Whilst in Bremen, Engels read the work of G.F.W Hegel – which affected him greatly. In the Prussian capital, he began regularly attending lectures on philosophy at the University of Berlin and to associate with a group of Young Hegelians.
Writing to his sister, Marie, whilst stationed in Berlin in early 1842, Engels advised that the opera was not very good, however, the theatre was worthwhile, and overall the city was better than Bremen.
Incensed by the poor living conditions and serfdom of factory workers in and around the city, Engels began writing newspaper articles, anonymously published in the Rheinisches Zeitung.

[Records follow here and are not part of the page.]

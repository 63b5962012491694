//! Outbound message construction.
//!
//! Pure with respect to session state: these read configuration fields and
//! produce wire JSON, nothing else.

use serde_json::{json, Map, Value};

use crate::config::SessionConfig;
use crate::tools::ToolDefinition;

/// Full session-configuration message, sent once on entering the
/// awaiting-acknowledgment state and declaring any registered tools.
pub fn session_update(config: &SessionConfig, tools: &[ToolDefinition]) -> String {
    let mut session = Map::new();
    session.insert("modalities".into(), json!(["text", "audio"]));
    session.insert(
        "instructions".into(),
        Value::String(config.instructions.clone()),
    );
    session.insert("voice".into(), Value::String(config.voice.clone()));
    session.insert(
        "input_audio_format".into(),
        Value::String(config.input_format.as_wire_str().into()),
    );
    session.insert(
        "output_audio_format".into(),
        Value::String(config.output_format.as_wire_str().into()),
    );
    if let Some(model) = &config.transcription_model {
        session.insert(
            "input_audio_transcription".into(),
            json!({ "model": model }),
        );
    }
    session.insert(
        "turn_detection".into(),
        json!({
            "type": "server_vad",
            "threshold": config.turn_detection.threshold,
            "prefix_padding_ms": config.turn_detection.prefix_padding_ms,
            "silence_duration_ms": config.turn_detection.silence_duration_ms,
        }),
    );
    session.insert("temperature".into(), json!(config.temperature));
    session.insert(
        "max_response_output_tokens".into(),
        json!(config.max_response_output_tokens),
    );
    if !tools.is_empty() {
        session.insert("tools".into(), wire_tools(tools));
    }

    json!({ "type": "session.update", "session": Value::Object(session) }).to_string()
}

/// Tool-only configuration update, used for mid-session registration.
pub fn tools_update(tools: &[ToolDefinition]) -> String {
    json!({
        "type": "session.update",
        "session": { "tools": wire_tools(tools) },
    })
    .to_string()
}

/// One captured-audio frame, already base64-encoded by the codec.
pub fn audio_append(encoded: &str) -> String {
    json!({ "type": "input_audio_buffer.append", "audio": encoded }).to_string()
}

/// Tool-result submission for a resolved function call.
pub fn tool_output(call_id: &str, output: &str) -> String {
    json!({
        "type": "conversation.item.create",
        "item": {
            "type": "function_call_output",
            "call_id": call_id,
            "output": output,
        },
    })
    .to_string()
}

/// Explicit "produce a response" trigger; the service does not resume
/// speaking after a tool result until asked.
pub fn response_trigger() -> String {
    json!({ "type": "response.create" }).to_string()
}

fn wire_tools(tools: &[ToolDefinition]) -> Value {
    Value::Array(tools.iter().map(ToolDefinition::to_wire).collect())
}

#[cfg(test)]
mod tests {
    use super::*;
    use serde_json::Value;

    fn parse(payload: &str) -> Value {
        serde_json::from_str(payload).expect("outbound payloads are valid JSON")
    }

    #[test]
    fn session_update_carries_configuration() {
        let config = SessionConfig::default();
        let message = parse(&session_update(&config, &[]));

        assert_eq!(message["type"], "session.update");
        let session = &message["session"];
        assert_eq!(session["voice"], "shimmer");
        assert_eq!(session["input_audio_format"], "pcm16");
        assert_eq!(session["output_audio_format"], "pcm16");
        assert_eq!(session["input_audio_transcription"]["model"], "whisper-1");
        assert_eq!(session["turn_detection"]["type"], "server_vad");
        assert_eq!(session["turn_detection"]["silence_duration_ms"], 1000);
        assert_eq!(session["max_response_output_tokens"], 4096);
        // No tools registered: the field is omitted entirely.
        assert!(session.get("tools").is_none());
    }

    #[test]
    fn session_update_declares_registered_tools() {
        let config = SessionConfig::default();
        let tools = vec![ToolDefinition::new(
            "lookup",
            "Look up a record",
            serde_json::json!({"type": "object", "properties": {}}),
        )];
        let message = parse(&session_update(&config, &tools));
        let wire_tools = message["session"]["tools"]
            .as_array()
            .expect("tools should be an array");
        assert_eq!(wire_tools.len(), 1);
        assert_eq!(wire_tools[0]["type"], "function");
        assert_eq!(wire_tools[0]["name"], "lookup");
    }

    #[test]
    fn tools_update_is_tool_only() {
        let tools = vec![ToolDefinition::new("lookup", "d", serde_json::json!({}))];
        let message = parse(&tools_update(&tools));
        assert_eq!(message["type"], "session.update");
        let session = message["session"]
            .as_object()
            .expect("session should be an object");
        assert_eq!(session.len(), 1);
        assert!(session.contains_key("tools"));
    }

    #[test]
    fn audio_append_wraps_encoded_frame() {
        let message = parse(&audio_append("UENNMTY="));
        assert_eq!(message["type"], "input_audio_buffer.append");
        assert_eq!(message["audio"], "UENNMTY=");
    }

    #[test]
    fn tool_output_then_trigger_shapes() {
        let result = parse(&tool_output("c1", "42"));
        assert_eq!(result["type"], "conversation.item.create");
        assert_eq!(result["item"]["type"], "function_call_output");
        assert_eq!(result["item"]["call_id"], "c1");
        assert_eq!(result["item"]["output"], "42");

        let trigger = parse(&response_trigger());
        assert_eq!(trigger["type"], "response.create");
    }
}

Whilst travelling to England in 1842, he would stop in Paris to meet the rabble rousing acting-editor of this reactionary newspaper – one Karl Marx.
It is of lasting historical record that the initial meeting of the two minds left each unimpressed with the other.
Despite the frosty start to their relationship, the two would eventually foster a successful professional friendship as founders of the revolutionary, socio-economical ideology that has since come to be known as ‘Marxism’. Their work geared towards propagating a global understanding of the socio-economic problems which seemed to originate within human nature and organized societies.
Although the lesser regarded of the two Prussian journalists, without Friedrich Engels the works of Karl Marx would have been recognisably lacking.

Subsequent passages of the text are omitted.